Abstract: Il 10 dicembre 1948 la ferita della Seconda Guerra Mondiale sanguina ancora. Le Nazioni Unite decidono di firmare un codice etico che definisca i diritti imprescindibili di tutti gli esseri umani, intesi come individui liberi e uguali. Può sembrare incredibile che una simile conquista di civiltà giunga così tardivamente, eppure la Dichiarazione Universale dei Diritti dell'Uomo è il primo documento, nella storia, a stabilire un paradigma universale circa ciò che spetta a ogni donna e a ogni uomo.
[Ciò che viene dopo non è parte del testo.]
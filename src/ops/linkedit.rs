//! Post-staging link editing.
//!
//! Rewrites runtime search paths so the staged tree is relocatable:
//! RUNPATH entries via `patchelf` on ELF, rpaths and install-names via
//! `llvm-install-name-tool` on Mach-O. A failed edit is a warning, not a
//! fatal error; the affected binary is left as copied.

use std::collections::BTreeSet;
use std::ffi::OsStr;
use std::fs;
use std::path::{Path, PathBuf};

use walkdir::WalkDir;

use crate::core::parse;
use crate::core::plan::DeployPlan;
use crate::core::tools::{INSTALL_NAME_TOOL, PATCHELF};
use crate::io::command::run_tool;

/// RUNPATH of the staged main executable, relative to `usr/bin/`.
pub const ELF_MAIN_RUNPATH: &str = "$ORIGIN/../lib";
/// RUNPATH of staged plugins, reflecting the `usr/plugins/<category>/`
/// nesting depth.
pub const ELF_PLUGIN_RUNPATH: &str = "$ORIGIN/../../lib";
/// Rpath added to the staged main executable.
pub const MACHO_MAIN_RPATH: &str = "@executable_path/../Frameworks";
/// Rpath added to staged plugin dylibs under `Contents/PlugIns/<category>/`.
pub const MACHO_PLUGIN_RPATH: &str = "@loader_path/../../Frameworks";

fn run_link_editor(program: &str, args: &[&OsStr], subject: &Path) -> bool {
    match run_tool(program, args) {
        Ok(out) if out.success => true,
        Ok(out) => {
            eprintln!(
                "Warning: {program} failed on {}: {}",
                subject.display(),
                out.stderr.trim()
            );
            false
        }
        Err(err) => {
            eprintln!("Warning: failed to run {program} on {}: {err}", subject.display());
            false
        }
    }
}

pub fn set_elf_runpath(binary: &Path, runpath: &str) -> bool {
    run_link_editor(
        PATCHELF,
        &[
            OsStr::new("--set-rpath"),
            OsStr::new(runpath),
            binary.as_os_str(),
        ],
        binary,
    )
}

/// Rewrite the RUNPATH of every shared object staged under `usr/plugins/`.
pub fn apply_elf_plugin_runpaths(plan: &DeployPlan) {
    let plugins_dir = plan.output_root.join("usr/plugins");
    for entry in WalkDir::new(&plugins_dir).into_iter().flatten() {
        if !entry.file_type().is_file() {
            continue;
        }
        let name = entry.file_name().to_string_lossy();
        if name.contains(".so") {
            set_elf_runpath(entry.path(), ELF_PLUGIN_RUNPATH);
        }
    }
}

pub fn add_macho_rpath(binary: &Path, rpath: &str) -> bool {
    run_link_editor(
        INSTALL_NAME_TOOL,
        &[
            OsStr::new("-add_rpath"),
            OsStr::new(rpath),
            binary.as_os_str(),
        ],
        binary,
    )
}

/// Give every plugin dylib under `Contents/PlugIns/` an rpath back into the
/// bundle's framework directory.
pub fn add_macho_plugin_rpaths(plan: &DeployPlan) {
    let plugins_dir = plan.output_root.join("Contents/PlugIns");
    for entry in WalkDir::new(&plugins_dir).into_iter().flatten() {
        if entry.file_type().is_file()
            && entry.path().extension().is_some_and(|e| e == "dylib")
        {
            add_macho_rpath(entry.path(), MACHO_PLUGIN_RPATH);
        }
    }
}

fn set_macho_id(binary: &Path, id: &str) -> bool {
    run_link_editor(
        INSTALL_NAME_TOOL,
        &[OsStr::new("-id"), OsStr::new(id), binary.as_os_str()],
        binary,
    )
}

fn change_macho_dep(binary: &Path, old: &str, new: &str) -> bool {
    run_link_editor(
        INSTALL_NAME_TOOL,
        &[
            OsStr::new("-change"),
            OsStr::new(old),
            OsStr::new(new),
            binary.as_os_str(),
        ],
        binary,
    )
}

/// Full install-name fixup pass over the staged bundle, run last so it
/// observes the complete staged graph including QML plugin dependencies.
///
/// Every binary under `Frameworks/` has its install-id set to the canonical
/// `@rpath/<Name>.framework/Versions/<V>/<Name>` form; then every staged
/// binary's imports that point into `Frameworks/` are rewritten to the same
/// form computed from the dependency's staged location.
pub fn fix_install_names_macho(plan: &DeployPlan) {
    let bundle = &plan.output_root;
    let macos_dir = bundle.join("Contents/MacOS");
    let frameworks_dir = bundle.join("Contents/Frameworks");
    let plugins_dir = bundle.join("Contents/PlugIns");

    let mut binaries: BTreeSet<PathBuf> = BTreeSet::new();

    if let Ok(entries) = fs::read_dir(&macos_dir) {
        for entry in entries.flatten() {
            if entry.path().is_file() {
                binaries.insert(entry.path());
            }
        }
    }
    for entry in WalkDir::new(&frameworks_dir).into_iter().flatten() {
        let path = entry.path();
        if entry.file_type().is_dir() && path.extension().is_some_and(|e| e == "framework") {
            if let Some(bin) = find_framework_binary(path) {
                binaries.insert(bin);
            }
        } else if entry.file_type().is_file()
            && path.extension().is_some_and(|e| e == "dylib")
        {
            binaries.insert(path.to_path_buf());
        }
    }
    for entry in WalkDir::new(&plugins_dir).into_iter().flatten() {
        if entry.file_type().is_file()
            && entry.path().extension().is_some_and(|e| e == "dylib")
        {
            binaries.insert(entry.path().to_path_buf());
        }
    }

    for binary in &binaries {
        if path_within(binary, &frameworks_dir) {
            let id = framework_install_name(binary, bundle);
            tracing::debug!("set id {id} on {}", binary.display());
            set_macho_id(binary, &id);
        }
    }

    for binary in &binaries {
        let (_, deps) = parse::macho_id_and_deps(binary);
        for dep in deps {
            let dep_path = Path::new(&dep);
            if path_within(dep_path, &frameworks_dir) {
                let reference = framework_install_name(dep_path, bundle);
                tracing::debug!("rewrite {dep} -> {reference} in {}", binary.display());
                change_macho_dep(binary, &dep, &reference);
            }
        }
    }
}

fn path_within(path: &Path, prefix: &Path) -> bool {
    let prefix = parse::canonical_path(prefix);
    if prefix.as_os_str().is_empty() {
        return false;
    }
    parse::canonical_path(path).starts_with(&prefix)
}

/// The canonical in-bundle install name for a binary staged under
/// `Contents/Frameworks/`: `@rpath/<Name>.framework/Versions/<V>/<Name>`
/// for framework binaries, `@rpath/<file>` for loose dylibs.
fn framework_install_name(binary: &Path, bundle_root: &Path) -> String {
    let rel = binary.strip_prefix(bundle_root).unwrap_or(binary);
    let comps: Vec<String> = rel
        .iter()
        .map(|c| c.to_string_lossy().into_owned())
        .collect();

    if let Some(fw_dir_idx) = comps.iter().position(|c| c == "Frameworks") {
        if let Some(offset) = comps[fw_dir_idx + 1..]
            .iter()
            .position(|c| c.ends_with(".framework"))
        {
            let bundle_idx = fw_dir_idx + 1 + offset;
            let name = comps[bundle_idx]
                .strip_suffix(".framework")
                .unwrap_or(&comps[bundle_idx])
                .to_string();
            let mut version = String::from("A");
            if let Some(v_offset) = comps[bundle_idx + 1..].iter().position(|c| c == "Versions") {
                let versions_idx = bundle_idx + 1 + v_offset;
                // The version component is only meaningful with a binary
                // component after it.
                if versions_idx + 2 < comps.len() {
                    version = comps[versions_idx + 1].clone();
                }
            }
            return format!("@rpath/{name}.framework/Versions/{version}/{name}");
        }
    }

    format!(
        "@rpath/{}",
        binary
            .file_name()
            .map(|n| n.to_string_lossy().into_owned())
            .unwrap_or_default()
    )
}

/// Locate a framework bundle's main binary: prefer `Versions/Current/<Name>`,
/// then `Versions/A`..`Versions/Z`, then any subdirectory of `Versions/`.
fn find_framework_binary(framework_root: &Path) -> Option<PathBuf> {
    let dir_name = framework_root.file_name()?.to_string_lossy().into_owned();
    let name = dir_name
        .strip_suffix(".framework")
        .unwrap_or(&dir_name)
        .to_string();

    let versions = framework_root.join("Versions");
    if !versions.is_dir() {
        return None;
    }

    let current = versions.join("Current").join(&name);
    if current.is_file() {
        return Some(current);
    }
    for version in 'A'..='Z' {
        let candidate = versions.join(version.to_string()).join(&name);
        if candidate.is_file() {
            return Some(candidate);
        }
    }
    for entry in fs::read_dir(&versions).ok()?.flatten() {
        if entry.path().is_dir() {
            let candidate = entry.path().join(&name);
            if candidate.is_file() {
                return Some(candidate);
            }
        }
    }
    None
}

#[cfg(test)]
mod tests {
    use super::*;
    use tempfile::tempdir;

    #[test]
    fn framework_binary_install_name_uses_versions() {
        let name = framework_install_name(
            Path::new("/out/App.app/Contents/Frameworks/QtCore.framework/Versions/A/QtCore"),
            Path::new("/out/App.app"),
        );
        assert_eq!(name, "@rpath/QtCore.framework/Versions/A/QtCore");
    }

    #[test]
    fn versionless_framework_binary_defaults_to_version_a() {
        let name = framework_install_name(
            Path::new("/out/App.app/Contents/Frameworks/QtGui.framework/QtGui"),
            Path::new("/out/App.app"),
        );
        assert_eq!(name, "@rpath/QtGui.framework/Versions/A/QtGui");
    }

    #[test]
    fn loose_dylib_install_name_is_flat() {
        let name = framework_install_name(
            Path::new("/out/App.app/Contents/Frameworks/libcrypto.3.dylib"),
            Path::new("/out/App.app"),
        );
        assert_eq!(name, "@rpath/libcrypto.3.dylib");
    }

    #[test]
    fn framework_binary_found_under_versions() {
        let dir = tempdir().unwrap();
        let fw = dir.path().join("QtCore.framework");
        fs::create_dir_all(fw.join("Versions/A")).unwrap();
        fs::write(fw.join("Versions/A/QtCore"), b"bin").unwrap();
        assert_eq!(
            find_framework_binary(&fw).unwrap(),
            fw.join("Versions/A/QtCore")
        );
    }

    #[test]
    fn framework_binary_prefers_current() {
        let dir = tempdir().unwrap();
        let fw = dir.path().join("QtCore.framework");
        fs::create_dir_all(fw.join("Versions/A")).unwrap();
        fs::create_dir_all(fw.join("Versions/Current")).unwrap();
        fs::write(fw.join("Versions/A/QtCore"), b"a").unwrap();
        fs::write(fw.join("Versions/Current/QtCore"), b"cur").unwrap();
        assert_eq!(
            find_framework_binary(&fw).unwrap(),
            fw.join("Versions/Current/QtCore")
        );
    }

    #[test]
    fn framework_binary_scans_odd_version_names() {
        let dir = tempdir().unwrap();
        let fw = dir.path().join("Sparkle.framework");
        fs::create_dir_all(fw.join("Versions/1.2")).unwrap();
        fs::write(fw.join("Versions/1.2/Sparkle"), b"bin").unwrap();
        assert_eq!(
            find_framework_binary(&fw).unwrap(),
            fw.join("Versions/1.2/Sparkle")
        );
    }

    #[test]
    fn path_within_handles_missing_paths() {
        let dir = tempdir().unwrap();
        let prefix = dir.path().join("Frameworks");
        fs::create_dir_all(&prefix).unwrap();
        assert!(path_within(&prefix.join("QtCore.framework/QtCore"), &prefix));
        assert!(!path_within(Path::new("/elsewhere/QtCore"), &prefix));
    }
}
E non si tratta solo di diritti civili e politici: nella dichiarazione troviamo articoli dedicati allo svago, alla cultura, alla creatività. È la nausea per il sangue e la guerra a produrre un'idea finalmente chiara e distinta di ciò che è imprescindibile, di ciò che è importante: si smette di girare intorno all'argomento e si vede nitidamente che la ricerca della felicità è l'unica cosa per cui valga la pena vivere. A sessant'anni dalla sua promulgazione, questo volume presenta la Dichiarazione Universale dei Diritti dell'Uomo con un saggio firmato da Marcello Flores.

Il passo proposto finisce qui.